As Bike-Sharing Brings Out Bad Manners, China Asks, What’s Wrong with Us? - KKKKkkkk1
https://www.nytimes.com/2017/09/02/world/asia/china-beijing-dockless-bike-share.html
======
chairmanwow
I am currently living in Shanghai and I use Mobike, Ofo, or 赶赶单车 to get to
work everyday. I have logged over 250km between the services.

This article is largely unfair. The city has large swaths of sidewalk
established as bike parking zones. I can almost always find a bike zone within
10-50m. Furthermore, there are almost always parking attendants and security
guards outside of malls and subway stations ensuring that bikes are parked
correctly. Even when these people aren't present, I rarely ever see bikes
anywhere but the bike zones. And as much space as the bikes take up, it is
NOTHING compared to the parked cars along the streets.

Furthermore, I see company trucks collecting and relocating bikes multiple
times per week. They are constantly shifting bikes of high supply to areas of
demand. There are certain times of day (eg Saturday night at the Bund) where
there are untold legions of bikes, but car traffic is flowing well.
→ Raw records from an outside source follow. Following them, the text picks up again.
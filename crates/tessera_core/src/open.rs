//! Opening logical files.
//!
//! [`open`] is the single entry point for consumers: given a logical
//! name it either degrades to the plain file when no manifest is
//! present (byte-for-byte the behavior of never having used this
//! layer) or assembles a [`SegmentedFile`] from the manifest's
//! segments.

use crate::cache::ManifestCache;
use crate::error::{TesseraError, TesseraResult};
use crate::file::SegmentedFile;
use crate::manifest::{manifest_path, Manifest};
use std::fs::{File, OpenOptions};
use std::io::{Read, Seek, SeekFrom, Write};
use std::path::{Path, PathBuf};

/// Mode flags forwarded to every underlying file open.
///
/// Only read and write matter here; binary mode has no equivalent on
/// Rust file handles.
#[derive(Debug, Clone, Copy, PartialEq, Eq)]
pub struct OpenMode {
    read: bool,
    write: bool,
}

impl OpenMode {
    /// Read-only access.
    #[must_use]
    pub const fn read_only() -> Self {
        Self {
            read: true,
            write: false,
        }
    }

    /// Read and write access.
    #[must_use]
    pub const fn read_write() -> Self {
        Self {
            read: true,
            write: true,
        }
    }

    /// Whether writes are permitted.
    #[must_use]
    pub fn writable(&self) -> bool {
        self.write
    }

    pub(crate) fn open_options(&self) -> OpenOptions {
        let mut options = OpenOptions::new();
        options.read(self.read).write(self.write);
        options
    }
}

/// A plain, unsegmented file behind the same surface as
/// [`SegmentedFile`].
///
/// Produced by [`open`] when no manifest exists for the logical name.
#[derive(Debug)]
pub struct PlainFile {
    path: PathBuf,
    file: Option<File>,
}

impl PlainFile {
    fn open(path: &Path, mode: OpenMode) -> TesseraResult<Self> {
        let file = mode.open_options().open(path)?;
        Ok(Self {
            path: path.to_path_buf(),
            file: Some(file),
        })
    }

    /// Reads exactly `len` bytes at the current position.
    ///
    /// # Errors
    ///
    /// Returns [`TesseraError::Closed`] after `close`, or the underlying
    /// I/O error (including an unexpected end of file).
    pub fn read(&mut self, len: usize) -> TesseraResult<Vec<u8>> {
        let file = self.file_mut()?;
        let mut buf = vec![0u8; len];
        file.read_exact(&mut buf)?;
        Ok(buf)
    }

    /// Writes `data` at the current position.
    ///
    /// # Errors
    ///
    /// Returns [`TesseraError::Closed`] after `close`, or the underlying
    /// I/O error.
    pub fn write(&mut self, data: &[u8]) -> TesseraResult<()> {
        self.file_mut()?.write_all(data)?;
        Ok(())
    }

    /// Seeks the file. All origins are supported; a plain file behaves
    /// exactly as if this layer were never involved.
    ///
    /// # Errors
    ///
    /// Returns [`TesseraError::Closed`] after `close`, or the underlying
    /// I/O error.
    pub fn seek(&mut self, pos: SeekFrom) -> TesseraResult<u64> {
        Ok(self.file_mut()?.seek(pos)?)
    }

    /// Returns the current byte offset.
    ///
    /// # Errors
    ///
    /// Returns [`TesseraError::Closed`] after `close`.
    pub fn tell(&mut self) -> TesseraResult<u64> {
        Ok(self.file_mut()?.stream_position()?)
    }

    /// Flushes buffered writes.
    ///
    /// # Errors
    ///
    /// Returns [`TesseraError::Closed`] after `close`, or the underlying
    /// I/O error.
    pub fn flush(&mut self) -> TesseraResult<()> {
        Ok(self.file_mut()?.flush()?)
    }

    /// Syncs data and metadata to durable storage.
    ///
    /// # Errors
    ///
    /// Returns [`TesseraError::Closed`] after `close`, or the underlying
    /// I/O error.
    pub fn sync_all(&mut self) -> TesseraResult<()> {
        Ok(self.file_mut()?.sync_all()?)
    }

    /// Releases the handle. Idempotent; subsequent I/O fails fast.
    pub fn close(&mut self) {
        self.file = None;
    }

    /// The native descriptor of the underlying file.
    ///
    /// # Errors
    ///
    /// Returns [`TesseraError::Closed`] after `close`.
    #[cfg(unix)]
    pub fn as_raw_fd(&self) -> TesseraResult<std::os::unix::io::RawFd> {
        use std::os::unix::io::AsRawFd;
        match &self.file {
            Some(file) => Ok(file.as_raw_fd()),
            None => Err(TesseraError::Closed),
        }
    }

    /// The path this file was opened from.
    #[must_use]
    pub fn path(&self) -> &Path {
        &self.path
    }

    fn file_mut(&mut self) -> TesseraResult<&mut File> {
        self.file.as_mut().ok_or(TesseraError::Closed)
    }
}

/// A logical file: either the plain file itself or a segmented virtual
/// file assembled from a manifest.
#[derive(Debug)]
pub enum LogicalFile {
    /// No manifest existed; this is the file at the logical name.
    Plain(PlainFile),
    /// Assembled from a manifest's segments.
    Segmented(SegmentedFile),
}

impl LogicalFile {
    /// Whether this logical file is backed by segments.
    #[must_use]
    pub fn is_segmented(&self) -> bool {
        matches!(self, LogicalFile::Segmented(_))
    }

    /// Reads exactly `len` bytes at the cursor.
    ///
    /// # Errors
    ///
    /// See [`SegmentedFile::read`] and [`PlainFile::read`].
    pub fn read(&mut self, len: usize) -> TesseraResult<Vec<u8>> {
        match self {
            LogicalFile::Plain(file) => file.read(len),
            LogicalFile::Segmented(file) => file.read(len),
        }
    }

    /// Writes `data` at the cursor.
    ///
    /// # Errors
    ///
    /// See [`SegmentedFile::write`] and [`PlainFile::write`].
    pub fn write(&mut self, data: &[u8]) -> TesseraResult<()> {
        match self {
            LogicalFile::Plain(file) => file.write(data),
            LogicalFile::Segmented(file) => file.write(data),
        }
    }

    /// Seeks the logical cursor.
    ///
    /// The segmented variant supports only [`SeekFrom::Start`]; the
    /// plain variant delegates every origin to the OS file.
    ///
    /// # Errors
    ///
    /// See [`SegmentedFile::seek`] and [`PlainFile::seek`].
    pub fn seek(&mut self, pos: SeekFrom) -> TesseraResult<u64> {
        match self {
            LogicalFile::Plain(file) => file.seek(pos),
            LogicalFile::Segmented(file) => file.seek(pos),
        }
    }

    /// Returns the current logical byte offset.
    ///
    /// # Errors
    ///
    /// Returns [`TesseraError::Closed`] if the plain variant is closed.
    pub fn tell(&mut self) -> TesseraResult<u64> {
        match self {
            LogicalFile::Plain(file) => file.tell(),
            LogicalFile::Segmented(file) => Ok(file.tell()),
        }
    }

    /// Flushes buffered writes.
    ///
    /// # Errors
    ///
    /// See [`SegmentedFile::flush`] and [`PlainFile::flush`].
    pub fn flush(&mut self) -> TesseraResult<()> {
        match self {
            LogicalFile::Plain(file) => file.flush(),
            LogicalFile::Segmented(file) => file.flush(),
        }
    }

    /// Syncs data and metadata to durable storage.
    ///
    /// # Errors
    ///
    /// See [`SegmentedFile::sync_all`] and [`PlainFile::sync_all`].
    pub fn sync_all(&mut self) -> TesseraResult<()> {
        match self {
            LogicalFile::Plain(file) => file.sync_all(),
            LogicalFile::Segmented(file) => file.sync_all(),
        }
    }

    /// Releases all handles. Idempotent.
    pub fn close(&mut self) {
        match self {
            LogicalFile::Plain(file) => file.close(),
            LogicalFile::Segmented(file) => file.close(),
        }
    }

    /// The native descriptor, where one exists.
    ///
    /// # Errors
    ///
    /// [`TesseraError::Unsupported`] for the segmented variant: a
    /// segmented file has no single native descriptor.
    #[cfg(unix)]
    pub fn as_raw_fd(&self) -> TesseraResult<std::os::unix::io::RawFd> {
        match self {
            LogicalFile::Plain(file) => file.as_raw_fd(),
            LogicalFile::Segmented(file) => file.as_raw_fd(),
        }
    }
}

/// Opens a logical file.
///
/// If no manifest exists for `logical`, the name is opened as an
/// ordinary file: pass-through compatibility, indistinguishable from
/// never having sliced it. Otherwise the manifest is loaded, its format
/// version validated, and a [`SegmentedFile`] assembled over its
/// segments with `mode` forwarded to each segment open.
///
/// # Errors
///
/// Returns an error if the plain file cannot be opened, the manifest is
/// unreadable or carries an unsupported version, or the segment list is
/// empty.
pub fn open(logical: &Path, mode: OpenMode) -> TesseraResult<LogicalFile> {
    let manifest_file = manifest_path(logical);
    if !manifest_file.exists() {
        tracing::debug!(path = %logical.display(), "no manifest, opening plain file");
        return Ok(LogicalFile::Plain(PlainFile::open(logical, mode)?));
    }

    let manifest = Manifest::load(&manifest_file)?;
    segmented(logical, &manifest, mode)
}

/// Opens a logical file, resolving the manifest through `cache`.
///
/// Behaves like [`open`] but avoids re-reading and re-parsing the
/// manifest on hot paths. The existence check still hits the
/// filesystem on every call.
///
/// # Errors
///
/// See [`open`].
pub fn open_with_cache(
    logical: &Path,
    mode: OpenMode,
    cache: &ManifestCache,
) -> TesseraResult<LogicalFile> {
    let manifest_file = manifest_path(logical);
    if !manifest_file.exists() {
        tracing::debug!(path = %logical.display(), "no manifest, opening plain file");
        return Ok(LogicalFile::Plain(PlainFile::open(logical, mode)?));
    }

    let manifest = cache.load(&manifest_file)?;
    segmented(logical, &manifest, mode)
}

fn segmented(logical: &Path, manifest: &Manifest, mode: OpenMode) -> TesseraResult<LogicalFile> {
    tracing::debug!(
        path = %logical.display(),
        segments = manifest.archives.len(),
        total = manifest.total_size(),
        "opening segmented file"
    );
    let file = SegmentedFile::new(logical.to_path_buf(), manifest.segments(), mode)?;
    Ok(LogicalFile::Segmented(file))
}
//! Slice command implementation.

use std::path::Path;
use tessera_core::{manifest_path, slice, FixedLayout, Manifest};
use tracing::info;

/// Runs the slice command.
pub fn run(file: &Path, header: u64, archives: &[u64]) -> Result<(), Box<dyn std::error::Error>> {
    if archives.is_empty() {
        return Err("at least one archive size is required".into());
    }

    info!(file = %file.display(), header, archives = archives.len(), "slicing");

    let layout = FixedLayout::new(header, archives.to_vec());
    slice(file, &layout)?;

    let manifest = Manifest::load(&manifest_path(file))?;
    println!("Sliced {:?} into {} segments:", file, manifest.archives.len());
    for (path, size) in &manifest.archives {
        println!("  {size:>12}  {}", path.display());
    }
    println!("Total: {} bytes", manifest.total_size());

    Ok(())
}
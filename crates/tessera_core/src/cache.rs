//! Process-wide manifest cache.
//!
//! Re-opening a hot logical file costs a manifest read and parse every
//! time. A [`ManifestCache`] trades memory (and staleness, though
//! manifests are write-once) for skipping that work. It is an explicit
//! object with an explicit lifecycle, not hidden module state: attach
//! one at startup, hand it to
//! [`open_with_cache`](crate::open_with_cache), clear it on demand.

use crate::error::TesseraResult;
use crate::manifest::Manifest;
use parking_lot::RwLock;
use std::collections::HashMap;
use std::path::{Path, PathBuf};
use std::sync::Arc;

/// Cache from manifest path to parsed manifest.
#[derive(Debug, Default)]
pub struct ManifestCache {
    entries: RwLock<HashMap<PathBuf, Arc<Manifest>>>,
}

impl ManifestCache {
    /// Creates an empty cache.
    #[must_use]
    pub fn new() -> Self {
        Self::default()
    }

    /// Returns the manifest at `path`, parsing and caching it on first
    /// access.
    ///
    /// # Errors
    ///
    /// Returns an error if the manifest must be read and the read or
    /// parse fails. Failures are not cached.
    pub fn load(&self, path: &Path) -> TesseraResult<Arc<Manifest>> {
        if let Some(manifest) = self.entries.read().get(path) {
            tracing::trace!(path = %path.display(), "manifest cache hit");
            return Ok(Arc::clone(manifest));
        }

        let manifest = Arc::new(Manifest::load(path)?);
        self.entries
            .write()
            .insert(path.to_path_buf(), Arc::clone(&manifest));
        Ok(manifest)
    }

    /// Drops every cached manifest.
    pub fn clear(&self) {
        self.entries.write().clear();
    }

    /// Number of cached manifests.
    #[must_use]
    pub fn len(&self) -> usize {
        self.entries.read().len()
    }

    /// Whether the cache is empty.
    #[must_use]
    pub fn is_empty(&self) -> bool {
        self.entries.read().is_empty()
    }
}
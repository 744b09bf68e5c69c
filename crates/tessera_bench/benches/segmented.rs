//! Plain vs segmented file I/O benchmarks.
//!
//! Measures the cost of the virtual-file indirection against reading
//! and seeking the same content as one monolithic file.

use criterion::{black_box, criterion_group, criterion_main, BenchmarkId, Criterion, Throughput};
use std::fs;
use std::io::SeekFrom;
use std::path::PathBuf;
use tempfile::TempDir;
use tessera_core::{open, slice, FixedLayout, OpenMode};

const HEADER_LEN: u64 = 28;
const ARCHIVES: usize = 4;

/// Create patterned data of given size.
fn patterned(size: usize) -> Vec<u8> {
    (0..size).map(|i| (i % 251) as u8).collect()
}

/// Creates a monolithic file with `ARCHIVES` archive regions of
/// `archive_len` bytes behind a fixed header, optionally sliced into
/// segments.
fn fixture(archive_len: u64, sliced: bool) -> (TempDir, PathBuf) {
    let dir = TempDir::new().unwrap();
    let path = dir.path().join("bench.wsp");
    let total = HEADER_LEN + archive_len * ARCHIVES as u64;
    fs::write(&path, patterned(total as usize)).unwrap();

    if sliced {
        slice(&path, &FixedLayout::new(HEADER_LEN, vec![archive_len; ARCHIVES])).unwrap();
    }

    (dir, path)
}

/// Benchmark open + full sequential read, segment-aligned.
fn bench_sequential_read(c: &mut Criterion) {
    let mut group = c.benchmark_group("sequential_read");

    for archive_len in [4 * 1024u64, 64 * 1024] {
        let total = HEADER_LEN + archive_len * ARCHIVES as u64;
        group.throughput(Throughput::Bytes(total));

        for (label, sliced) in [("plain", false), ("segmented", true)] {
            let (_dir, path) = fixture(archive_len, sliced);

            group.bench_with_input(
                BenchmarkId::new(label, archive_len),
                &archive_len,
                |b, &archive_len| {
                    b.iter(|| {
                        let mut file = open(&path, OpenMode::read_only()).unwrap();
                        let mut read = file.read(HEADER_LEN as usize).unwrap().len();
                        for _ in 0..ARCHIVES {
                            read += file.read(archive_len as usize).unwrap().len();
                        }
                        black_box(read);
                    });
                },
            );
        }
    }

    group.finish();
}

/// Benchmark seeking between archive starts and reading a point slice.
fn bench_seek_read(c: &mut Criterion) {
    let mut group = c.benchmark_group("seek_read");
    let archive_len = 16 * 1024u64;

    for (label, sliced) in [("plain", false), ("segmented", true)] {
        let (_dir, path) = fixture(archive_len, sliced);

        group.bench_function(BenchmarkId::new(label, ARCHIVES), |b| {
            let mut file = open(&path, OpenMode::read_only()).unwrap();
            let mut next = 0usize;
            b.iter(|| {
                let offset = HEADER_LEN + next as u64 * archive_len;
                next = (next + 1) % ARCHIVES;
                file.seek(SeekFrom::Start(offset)).unwrap();
                black_box(file.read(512).unwrap());
            });
        });
    }

    group.finish();
}

criterion_group!(benches, bench_sequential_read, bench_seek_read);
criterion_main!(benches);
Many of the trips that I've taken on a Mobike were out of convenience. In
American cities the fastest mode of transportation is almost always a car.
However, because the bikes are essentially door-to-door with no delay, I can
almost always beat a hired car because there is no delay and I can zip between
waiting traffic.

Chinese cities are being strangled to death by the crazy growth in car
traffic. There has been insane immigration to cities and average income has
gone way up. The net effect is a lot more car usage. Every taxi driver I have
complains about the ever-worsening traffic conditions, year-over-year trip
times increasing etc.

Bike sharing does A LOT to alleviate this by providing a convenient, quick,
and cheap ($0.10-0.20 / 30min) method to travel. This is all ignoring the
obvious ecological impact of the many tons of CO2 not released by the saved
hydrocarbon fueled trips.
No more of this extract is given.